Physicist: In a word: yes. But it’s not a problem in large populations.
The original questioner pointed out that in the age of Charlemagne (more or less when everybody’s 40-greats grandfolk were living) the world population was between 200 and 300 million, and yet 2^40 (the number of ancestors you would have with no overlap) is 1,099,511,627,776. As it happens, 1.09 trillion is bigger than 300 million (math!). That means that your average ancestor alive 1200 years ago shows up in your 40-generation-tall family tree at least around 4,000 times. That redundancy is likely to be much higher. Many of the people alive during the reign of Chuck the Great left no descendents, and while your family tree is probably wider than you might suspect, most of your ancestors probably came from only a few regions of the world. Most people will start seeing redundancy in their family tree within a dozen generations (small towns and all that). Fortunately, “redundancy” isn’t an issue as long as the genetic pool is large enough.

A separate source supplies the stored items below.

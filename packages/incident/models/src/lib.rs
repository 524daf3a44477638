#![cfg_attr(feature = "fail-on-warnings", deny(warnings))]
#![warn(clippy::all, clippy::pedantic, clippy::nursery, clippy::cargo)]
#![allow(clippy::multiple_crate_versions, clippy::cargo_common_metadata)]

//! Core domain types for the shark incident dashboard.
//!
//! This crate defines the fixed enumerations (states, metrics, numeric
//! fields) and the incident record type shared across the dataset loader,
//! the reactive dashboard core, and the chart builders.

use serde::{Deserialize, Serialize};
use strum_macros::{AsRefStr, Display, EnumString};

/// Sentinel substituted for records with no location name.
pub const UNKNOWN_LOCATION: &str = "Unknown Location";

/// Australian states and territories present in the incident dataset.
#[derive(
    Debug,
    Clone,
    Copy,
    PartialEq,
    Eq,
    PartialOrd,
    Ord,
    Hash,
    Serialize,
    Deserialize,
    Display,
    EnumString,
    AsRefStr,
)]
pub enum AusState {
    /// New South Wales
    NSW,
    /// Victoria
    VIC,
    /// Queensland
    QLD,
    /// Western Australia
    WA,
    /// South Australia
    SA,
    /// Tasmania
    TAS,
    /// Northern Territory
    NT,
    /// Australian Capital Territory
    ACT,
}

impl AusState {
    /// Returns the boundary region code used as the `STATE_CODE` feature
    /// key in the states `GeoJSON` file.
    #[must_use]
    pub const fn region_code(self) -> &'static str {
        match self {
            Self::NSW => "1",
            Self::VIC => "2",
            Self::QLD => "3",
            Self::WA => "4",
            Self::SA => "5",
            Self::TAS => "6",
            Self::NT => "7",
            Self::ACT => "8",
        }
    }

    /// Returns the full state name.
    #[must_use]
    pub const fn full_name(self) -> &'static str {
        match self {
            Self::NSW => "New South Wales",
            Self::VIC => "Victoria",
            Self::QLD => "Queensland",
            Self::WA => "Western Australia",
            Self::SA => "South Australia",
            Self::TAS => "Tasmania",
            Self::NT => "Northern Territory",
            Self::ACT => "Australian Capital Territory",
        }
    }

    /// Returns all variants of this enum.
    #[must_use]
    pub const fn all() -> &'static [Self] {
        &[
            Self::NSW,
            Self::VIC,
            Self::QLD,
            Self::WA,
            Self::SA,
            Self::TAS,
            Self::NT,
            Self::ACT,
        ]
    }
}

/// The metric options offered by the metric dropdown.
///
/// Both [`Metric::SharkLength`] and [`Metric::VictimClothing`] map onto the
/// `Shark.length.m` column; the clothing option keeps its own label but
/// shares the backing data.
#[derive(Debug, Clone, Copy, PartialEq, Eq, Hash, Serialize, Deserialize)]
#[serde(rename_all = "camelCase")]
pub enum Metric {
    /// Age of the victim (`Victim.age`).
    VictimAge,
    /// Length of the shark in meters (`Shark.length.m`).
    SharkLength,
    /// Common name of the shark species (`Shark.common.name`).
    SharkName,
    /// Labeled "Victim clothing" but backed by `Shark.length.m`.
    VictimClothing,
}

impl Metric {
    /// Returns the dataset column identifier backing this metric.
    #[must_use]
    pub const fn column(self) -> &'static str {
        match self {
            Self::VictimAge => "Victim.age",
            Self::SharkLength | Self::VictimClothing => "Shark.length.m",
            Self::SharkName => "Shark.common.name",
        }
    }

    /// Returns the dropdown label for this metric.
    #[must_use]
    pub const fn label(self) -> &'static str {
        match self {
            Self::VictimAge => "Victim Age",
            Self::SharkLength => "Shark Length",
            Self::SharkName => "Shark name",
            Self::VictimClothing => "Victim clothing",
        }
    }

    /// Resolves a column identifier back to a metric.
    ///
    /// `Shark.length.m` resolves to [`Metric::SharkLength`]; the "Victim
    /// clothing" option is indistinguishable once reduced to its column.
    #[must_use]
    pub fn from_column(column: &str) -> Option<Self> {
        match column {
            "Victim.age" => Some(Self::VictimAge),
            "Shark.length.m" => Some(Self::SharkLength),
            "Shark.common.name" => Some(Self::SharkName),
            _ => None,
        }
    }

    /// Whether this metric is numeric (as opposed to the categorical
    /// species name).
    #[must_use]
    pub const fn is_numeric(self) -> bool {
        !matches!(self, Self::SharkName)
    }

    /// Returns all variants of this enum, in dropdown order.
    #[must_use]
    pub const fn all() -> &'static [Self] {
        &[
            Self::VictimAge,
            Self::SharkLength,
            Self::SharkName,
            Self::VictimClothing,
        ]
    }
}

/// Numeric columns plotted as parallel-coordinates axes.
#[derive(Debug, Clone, Copy, PartialEq, Eq, Hash, Serialize, Deserialize)]
#[serde(rename_all = "camelCase")]
pub enum NumericField {
    /// `Victim.age`
    VictimAge,
    /// `Shark.length.m`
    SharkLength,
    /// `Latitude`
    Latitude,
    /// `Longitude`
    Longitude,
    /// `Incident.year`
    IncidentYear,
}

impl NumericField {
    /// Returns the dataset column identifier for this field.
    #[must_use]
    pub const fn column(self) -> &'static str {
        match self {
            Self::VictimAge => "Victim.age",
            Self::SharkLength => "Shark.length.m",
            Self::Latitude => "Latitude",
            Self::Longitude => "Longitude",
            Self::IncidentYear => "Incident.year",
        }
    }

    /// Returns the axis label (column identifier with dots replaced by
    /// spaces).
    #[must_use]
    pub const fn label(self) -> &'static str {
        match self {
            Self::VictimAge => "Victim age",
            Self::SharkLength => "Shark length m",
            Self::Latitude => "Latitude",
            Self::Longitude => "Longitude",
            Self::IncidentYear => "Incident year",
        }
    }

    /// Returns all variants of this enum, in axis order.
    #[must_use]
    pub const fn all() -> &'static [Self] {
        &[
            Self::VictimAge,
            Self::SharkLength,
            Self::Latitude,
            Self::Longitude,
            Self::IncidentYear,
        ]
    }
}

/// A metric value, which is numeric for all metrics except the species
/// name.
#[derive(Debug, Clone, PartialEq, Serialize, Deserialize)]
#[serde(untagged)]
pub enum MetricValue {
    /// A numeric metric value.
    Number(f64),
    /// A categorical metric value (species name).
    Text(String),
}

impl std::fmt::Display for MetricValue {
    fn fmt(&self, f: &mut std::fmt::Formatter<'_>) -> std::fmt::Result {
        match self {
            Self::Number(n) => write!(f, "{n:.2}"),
            Self::Text(s) => write!(f, "{s}"),
        }
    }
}

/// One shark-incident observation. Immutable once loaded; numeric fields
/// that could not be parsed from the source data are `None`.
#[derive(Debug, Clone, PartialEq, Serialize, Deserialize)]
#[serde(rename_all = "camelCase")]
pub struct IncidentRecord {
    /// State where the incident occurred, if the source code was
    /// recognized.
    pub state: Option<AusState>,
    /// Location name within the state.
    pub location: Option<String>,
    /// Common name of the shark species involved.
    pub species: Option<String>,
    /// Shark length in meters.
    pub shark_length: Option<f64>,
    /// Age of the victim.
    pub victim_age: Option<f64>,
    /// Year the incident occurred.
    pub incident_year: Option<i32>,
    /// Latitude of the incident.
    pub latitude: Option<f64>,
    /// Longitude of the incident.
    pub longitude: Option<f64>,
}

impl IncidentRecord {
    /// Returns the record's value for the given metric, or `None` if the
    /// underlying field is absent.
    #[must_use]
    pub fn metric_value(&self, metric: Metric) -> Option<MetricValue> {
        match metric {
            Metric::VictimAge => self.victim_age.map(MetricValue::Number),
            Metric::SharkLength | Metric::VictimClothing => {
                self.shark_length.map(MetricValue::Number)
            }
            Metric::SharkName => self.species.clone().map(MetricValue::Text),
        }
    }

    /// Returns the record's value for the given numeric field, or `None`
    /// if absent.
    #[must_use]
    pub fn numeric_value(&self, field: NumericField) -> Option<f64> {
        match field {
            NumericField::VictimAge => self.victim_age,
            NumericField::SharkLength => self.shark_length,
            NumericField::Latitude => self.latitude,
            NumericField::Longitude => self.longitude,
            NumericField::IncidentYear => self.incident_year.map(f64::from),
        }
    }

    /// Returns the location name with the [`UNKNOWN_LOCATION`] sentinel
    /// substituted for missing values.
    #[must_use]
    pub fn location_or_unknown(&self) -> &str {
        self.location.as_deref().unwrap_or(UNKNOWN_LOCATION)
    }
}

#[cfg(test)]
mod tests {
    use super::*;

    #[test]
    fn region_codes_are_distinct() {
        let mut codes: Vec<&str> = AusState::all().iter().map(|s| s.region_code()).collect();
        codes.sort_unstable();
        codes.dedup();
        assert_eq!(codes.len(), AusState::all().len());
    }

    #[test]
    fn state_parses_from_abbreviation() {
        assert_eq!("NSW".parse::<AusState>().unwrap(), AusState::NSW);
        assert!("XYZ".parse::<AusState>().is_err());
    }

    #[test]
    fn victim_clothing_shares_shark_length_column() {
        assert_eq!(
            Metric::VictimClothing.column(),
            Metric::SharkLength.column()
        );
        // Once reduced to the column the clothing option is gone.
        assert_eq!(
            Metric::from_column("Shark.length.m"),
            Some(Metric::SharkLength)
        );
    }

    #[test]
    fn metric_columns_resolve() {
        for metric in [Metric::VictimAge, Metric::SharkLength, Metric::SharkName] {
            assert_eq!(Metric::from_column(metric.column()), Some(metric));
        }
        assert_eq!(Metric::from_column("Victim.clothing"), None);
    }

    #[test]
    fn numeric_value_covers_all_fields() {
        let record = IncidentRecord {
            state: Some(AusState::NSW),
            location: Some("Bondi".to_string()),
            species: Some("White Shark".to_string()),
            shark_length: Some(3.5),
            victim_age: Some(27.0),
            incident_year: Some(2019),
            latitude: Some(-33.89),
            longitude: Some(151.27),
        };

        for field in NumericField::all() {
            assert!(record.numeric_value(*field).is_some(), "{field:?}");
        }
        assert!(
            (record.numeric_value(NumericField::IncidentYear).unwrap() - 2019.0).abs()
                < f64::EPSILON
        );
    }

    #[test]
    fn missing_location_uses_sentinel() {
        let record = IncidentRecord {
            state: None,
            location: None,
            species: None,
            shark_length: None,
            victim_age: None,
            incident_year: None,
            latitude: None,
            longitude: None,
        };
        assert_eq!(record.location_or_unknown(), UNKNOWN_LOCATION);
        assert!(record.metric_value(Metric::VictimAge).is_none());
    }
}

The biology of living things assumes that things will break and/or mess up frequently. One of the stop-gaps to keep mistakes in the genetic code from being serious is to keep two different copies around. This squares the chance of error (which is good). If one strand of DNA gets things right 90% of the time, then if you have access to two strands that gets bumped up to 99% (of the 10% the first missed, the second picks up 90%). However, if you have two identical copies, then this advantage goes away because both copies of the DNA will contain the same mistakes. That’s a why (for example) red/green colorblindness is far more common in dudes (who have 1 X chromosome) than in ladies (who have two). Don’t get too excited ladies; gentlemen still have two copies of all of the other chromosomes. Also, that 90% thing is just for ease of math; if 1 in 10 genes were errors, then life wouldn’t work.
The two copies that each of us carry around are only combined together in the germline (found in our junk), and that combination is what’s passed on. What makes the cut into the next generation is pretty random, which helps ensure genetic diversity (and is why siblings look similar, while identical twins look the same).
As long as genes have a chance to mix around, the chance of an error showing up in the same person twice is pretty low. That said, there are a lot of things that can go “wrong” so, statistically speaking, everybody‘s got at least a few switches flipped backwards. It happens. If it weren’t for mistakes, biology would be pretty boring.
An impressive, but somewhat speculative computer model, says it’s likely that we all have a common ancestor (a long-dead someone who is directly related to everyone presently living) a mere few thousand years ago. That person is very unlikely to be unique, and their genes are so watered down by now that it barely matters who/where they were. What the computer model is saying is that, given what we know about human migration and travel, a “single drop in the human genetic pool” only takes a few thousand years to diffuse to the farthest corners of the world.
So we all have some repeated ancestry, but it’s no big deal. You still have lots of ancestors with lots of genetic diversity.